Denn unsere Werte sind nicht militärischer Machterhalt oder wirtschaftliche Interessen - sondern Toleranz, Mitmenschlichkeit, Humanität und Gerechtigkeit. Unser Ziel ist der Ausstieg aus der Rüstungsproduktion und die Umstellung auf eine sinnvolle zivile Fertigung (Rüstungskonversion).

Wer Frieden schaffen will, muss Frieden organisieren und finanzieren. Den Weg dorthin weist FÜNF FÜR FRIEDEN. Diese internationale Abrüstungsinitiative - unterstützt vom Friedensnobelpreisträger José Ramos-Horta, der DFG-VK, von vielen weiteren Friedensorganisationen und Einzelpersonen - fordert die stufenweise Senkung der Militär- und Rüstungs-haushalte um mindestens fünf Prozent pro Jahr.
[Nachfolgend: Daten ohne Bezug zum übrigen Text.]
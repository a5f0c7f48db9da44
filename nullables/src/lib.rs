//! Nullable infrastructure for deterministic testing.
//!
//! Inspired by the "A-frame architecture" pattern from RsNano.
//! External dependencies (ledger clock, storage) are abstracted behind
//! traits or plain values. This crate provides test-friendly versions that:
//! - Return deterministic values
//! - Can be controlled programmatically
//! - Never touch the filesystem or network
//!
//! Usage: swap real implementations for nullables in tests.

pub mod chain;
pub mod store;

pub use chain::NullChain;
pub use store::NullStore;
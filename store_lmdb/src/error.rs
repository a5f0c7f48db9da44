use thiserror::Error;

#[derive(Debug, Error)]
pub enum LmdbError {
    #[error("LMDB error: {0}")]
    Heed(#[from] heed::Error),

    #[error("I/O error: {0}")]
    Io(#[from] std::io::Error),
}

impl From<LmdbError> for attest_store::StoreError {
    fn from(e: LmdbError) -> Self {
        attest_store::StoreError::Backend(e.to_string())
    }
}
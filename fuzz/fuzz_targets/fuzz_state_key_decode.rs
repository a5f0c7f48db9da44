#![no_main]

use libfuzzer_sys::fuzz_target;

use attest_store::StateKey;

// Decoding arbitrary bytes must never panic, and whatever decodes must
// encode back to the same bytes.
fuzz_target!(|data: &[u8]| {
    if let Ok(key) = StateKey::decode(data) {
        assert_eq!(key.encode(), data);
    }
});
//! Property tests for the runtime's invariants.

use std::collections::{BTreeMap, BTreeSet};

use proptest::prelude::*;

use attest_crypto::credential_id;
use attest_nullables::{NullChain, NullStore};
use attest_runtime::{Runtime, RuntimeCall, Vote, VoteChoice};
use attest_store::StateOverlay;
use attest_types::{Claim, EntityId, PublicKey};

fn key(b: u8) -> PublicKey {
    PublicKey([b; 32])
}

/// Mostly a handful of identities, so admins, judges and voters overlap.
fn arb_identity() -> impl Strategy<Value = u8> {
    prop_oneof![4 => 0u8..4, 1 => any::<u8>()]
}

/// One step of a random sequence. Votes name a credential by its position
/// among those created so far, since ids only exist once submitted.
#[derive(Clone, Debug)]
enum Step {
    Call(RuntimeCall),
    Vote { credential: usize, yes: bool },
}

fn arb_step() -> impl Strategy<Value = Step> {
    prop_oneof![
        1 => arb_identity().prop_map(|b| Step::Call(RuntimeCall::SetAdmin { admin: key(b) })),
        1 => arb_identity().prop_map(|b| Step::Call(RuntimeCall::AddJudge { judge: key(b) })),
        1 => (0u64..8).prop_map(|c| {
            Step::Call(RuntimeCall::AddCredential { claim: Claim::from(c) })
        }),
        3 => (any::<usize>(), any::<bool>())
            .prop_map(|(credential, yes)| Step::Vote { credential, yes }),
    ]
}

fn setup_admin(runtime: &Runtime, store: &NullStore, chain: &NullChain, admin: PublicKey) {
    runtime.execute(store, &chain.context(admin), &RuntimeCall::SetAdmin { admin });
}

proptest! {
    /// Once an admin is set, no call from anyone else can change it.
    #[test]
    fn non_admin_never_changes_admin(
        admin in any::<u8>(),
        attempts in prop::collection::vec((any::<u8>(), any::<u8>()), 1..20),
    ) {
        let runtime = Runtime::default();
        let store = NullStore::new();
        let chain = NullChain::default();
        setup_admin(&runtime, &store, &chain, key(admin));

        for (sender, target) in attempts {
            if sender == admin {
                continue;
            }
            let before = store.snapshot();
            let receipt = runtime.execute(
                &store,
                &chain.context(key(sender)),
                &RuntimeCall::SetAdmin { admin: key(target) },
            );
            prop_assert!(!receipt.status);
            prop_assert_eq!(store.snapshot(), before);
        }
    }

    /// add_judge succeeds iff the sender is the current admin, and then the
    /// judge passes the judge check.
    #[test]
    fn add_judge_iff_admin(admin in any::<u8>(), sender in any::<u8>(), judge in any::<u8>()) {
        let runtime = Runtime::default();
        let store = NullStore::new();
        let chain = NullChain::default();
        setup_admin(&runtime, &store, &chain, key(admin));

        let receipt = runtime.execute(
            &store,
            &chain.context(key(sender)),
            &RuntimeCall::AddJudge { judge: key(judge) },
        );
        prop_assert_eq!(receipt.status, sender == admin);

        let state = StateOverlay::new(&store);
        let passes = runtime
            .judges()
            .assert_sender_is_judge(&chain.context(key(judge)), &state)
            .is_ok();
        prop_assert_eq!(passes, sender == admin);
    }

    /// A resubmitted credential fails and leaves state untouched.
    #[test]
    fn duplicate_credential_leaves_state_unchanged(owner in any::<u8>(), claim in any::<u64>()) {
        let runtime = Runtime::default();
        let store = NullStore::new();
        let ctx = NullChain::default().context(key(owner));
        let call = RuntimeCall::AddCredential { claim: Claim::from(claim) };

        prop_assert!(runtime.execute(&store, &ctx, &call).status);
        let before = store.snapshot();
        let receipt = runtime.execute(&store, &ctx, &call);
        prop_assert_eq!(receipt.status_message.as_deref(), Some("Credential already exists"));
        prop_assert_eq!(store.snapshot(), before);
    }

    /// n distinct judges voting once each: yay + nay == n, each choice counted once.
    #[test]
    fn tally_matches_distinct_judges(choices in prop::collection::vec(any::<bool>(), 1..30)) {
        let runtime = Runtime::default();
        let store = NullStore::new();
        let chain = NullChain::new(100);
        let admin = key(0);
        setup_admin(&runtime, &store, &chain, admin);
        for i in 0..choices.len() {
            let judge = key(i as u8 + 1);
            runtime.execute(&store, &chain.context(admin), &RuntimeCall::AddJudge { judge });
        }
        let owner = key(200);
        runtime.execute(
            &store,
            &chain.context(owner),
            &RuntimeCall::AddCredential { claim: Claim::from(1) },
        );
        let vote_id = credential_id(&Claim::from(1), &owner);

        for (i, yes) in choices.iter().enumerate() {
            let judge = key(i as u8 + 1);
            let receipt = runtime.execute(
                &store,
                &chain.context(judge),
                &RuntimeCall::CastVote { vote_id, choice: VoteChoice::from(*yes) },
            );
            prop_assert!(receipt.status);
        }

        let state = StateOverlay::new(&store);
        let vote = runtime.voting().vote(&state, &vote_id).unwrap().unwrap();
        let yes = choices.iter().filter(|c| **c).count() as u64;
        prop_assert_eq!(vote.yay, yes);
        prop_assert_eq!(vote.nay, choices.len() as u64 - yes);
        prop_assert_eq!(vote.total(), choices.len() as u64);
    }

    /// Replayed votes are rejected and never move the tally.
    #[test]
    fn replay_never_changes_tally(first in any::<bool>(), second in any::<bool>()) {
        let runtime = Runtime::default();
        let store = NullStore::new();
        let chain = NullChain::default();
        let (admin, judge) = (key(1), key(2));
        setup_admin(&runtime, &store, &chain, admin);
        runtime.execute(&store, &chain.context(admin), &RuntimeCall::AddJudge { judge });
        runtime.execute(
            &store,
            &chain.context(admin),
            &RuntimeCall::AddCredential { claim: Claim::from(0) },
        );
        let vote_id = credential_id(&Claim::from(0), &admin);

        let first = RuntimeCall::CastVote { vote_id, choice: first.into() };
        runtime.execute(&store, &chain.context(judge), &first);
        let before = store.snapshot();
        let second = RuntimeCall::CastVote { vote_id, choice: second.into() };
        let receipt = runtime.execute(&store, &chain.context(judge), &second);
        prop_assert_eq!(receipt.status_message.as_deref(), Some("Vote has already been cast"));
        prop_assert_eq!(store.snapshot(), before);
    }

    /// Random step sequences keep the structural invariants: every credential
    /// has a ballot with the same id, judges are never removed, the judge
    /// counter is at least the number of distinct judges, tallies never
    /// decrease, a successful vote adds exactly one to its tally, and a
    /// ballot's expiry never changes.
    #[test]
    fn random_sequences_preserve_invariants(
        steps in prop::collection::vec((arb_identity(), arb_step(), 0u64..3), 1..60),
    ) {
        let runtime = Runtime::default();
        let store = NullStore::new();
        let chain = NullChain::default();
        let mut judges = BTreeSet::new();
        let mut credentials: Vec<EntityId> = Vec::new();
        let mut ballots: BTreeMap<EntityId, Vote> = BTreeMap::new();
        let mut admin_ever_set = false;

        for (sender, step, advance) in steps {
            chain.advance(advance);
            let call = match step {
                Step::Call(call) => call,
                Step::Vote { credential, yes } => {
                    let vote_id = if credentials.is_empty() {
                        EntityId::ZERO
                    } else {
                        credentials[credential % credentials.len()]
                    };
                    RuntimeCall::CastVote { vote_id, choice: yes.into() }
                }
            };
            let receipt = runtime.execute(&store, &chain.context(key(sender)), &call);
            if receipt.status {
                match &call {
                    RuntimeCall::SetAdmin { .. } => admin_ever_set = true,
                    RuntimeCall::AddJudge { judge } => {
                        judges.insert(*judge);
                    }
                    RuntimeCall::AddCredential { claim } => {
                        credentials.push(credential_id(claim, &key(sender)));
                    }
                    RuntimeCall::CastVote { .. } => {}
                }
            }

            let state = StateOverlay::new(&store);
            if admin_ever_set {
                prop_assert!(runtime.admin().admin(&state).unwrap().is_some());
            }
            for judge in &judges {
                prop_assert!(runtime.judges().is_judge(&state, judge).unwrap());
            }
            prop_assert!(runtime.judges().judge_count(&state).unwrap() >= judges.len() as u64);
            for id in &credentials {
                prop_assert!(runtime.credentials().credential(&state, id).unwrap().is_some());
                let vote = runtime.voting().vote(&state, id).unwrap();
                prop_assert!(vote.is_some());
                let vote = vote.unwrap();
                if let Some(prev) = ballots.get(id) {
                    prop_assert!(vote.yay >= prev.yay);
                    prop_assert!(vote.nay >= prev.nay);
                    prop_assert_eq!(vote.expires_at, prev.expires_at);
                    let voted_here = matches!(
                        &call,
                        RuntimeCall::CastVote { vote_id, .. } if vote_id == id
                    ) && receipt.status;
                    let expected = prev.total() + u64::from(voted_here);
                    prop_assert_eq!(vote.total(), expected);
                }
                ballots.insert(*id, vote);
            }
        }
    }
}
Die FÜNF-Dividende benötigen wir für
  • die Beseitigung des Hungers
  • den Erhalt und Ausbau von Bildungs- und Gesundheitssystemen.
  • die Bekämpfung von Arbeitslosigkeit,
  • Frauenförderprogramme
  • die Sicherung sozialstaatlicher Aufgaben
  • den Abbau der Militärapparate
  • die Umschulung von Soldaten
  • die Rüstungskonversion.
Wir wollen handeln! Helft uns dabei! Unterstützt die internationale Abrüstungsinitiative FÜNF FÜR FRIEDEN!

Von der Bundesregierung fordern wir:
  • Die Verwirklichung der Menschenrechte mit einer glaubwürdigen Menschenrechtspolitik!
  • Die Öffnung der Grenzen für Flüchtlinge - und nicht für Waffen!
  • Den Einsatz für die Opfer von Kriegen ein und nicht für Arbeitsplätze in der deutschen Rüstungsindustrie!
  • Vor allem aber: den Stopp aller Rüstungsexporte!

Jürgen Grässlin ist Bundessprecher der Deutschen Friedensgesellschaft - Vereinigte KriegsdienstgegnerInnen (DFG-VK), Sprecher der Kritischen AktionärInnen DaimlerChrysler, Mitglied im Vorstand des Rüstungs-Informationsbüro Baden-Württemberg (RIB e.V.)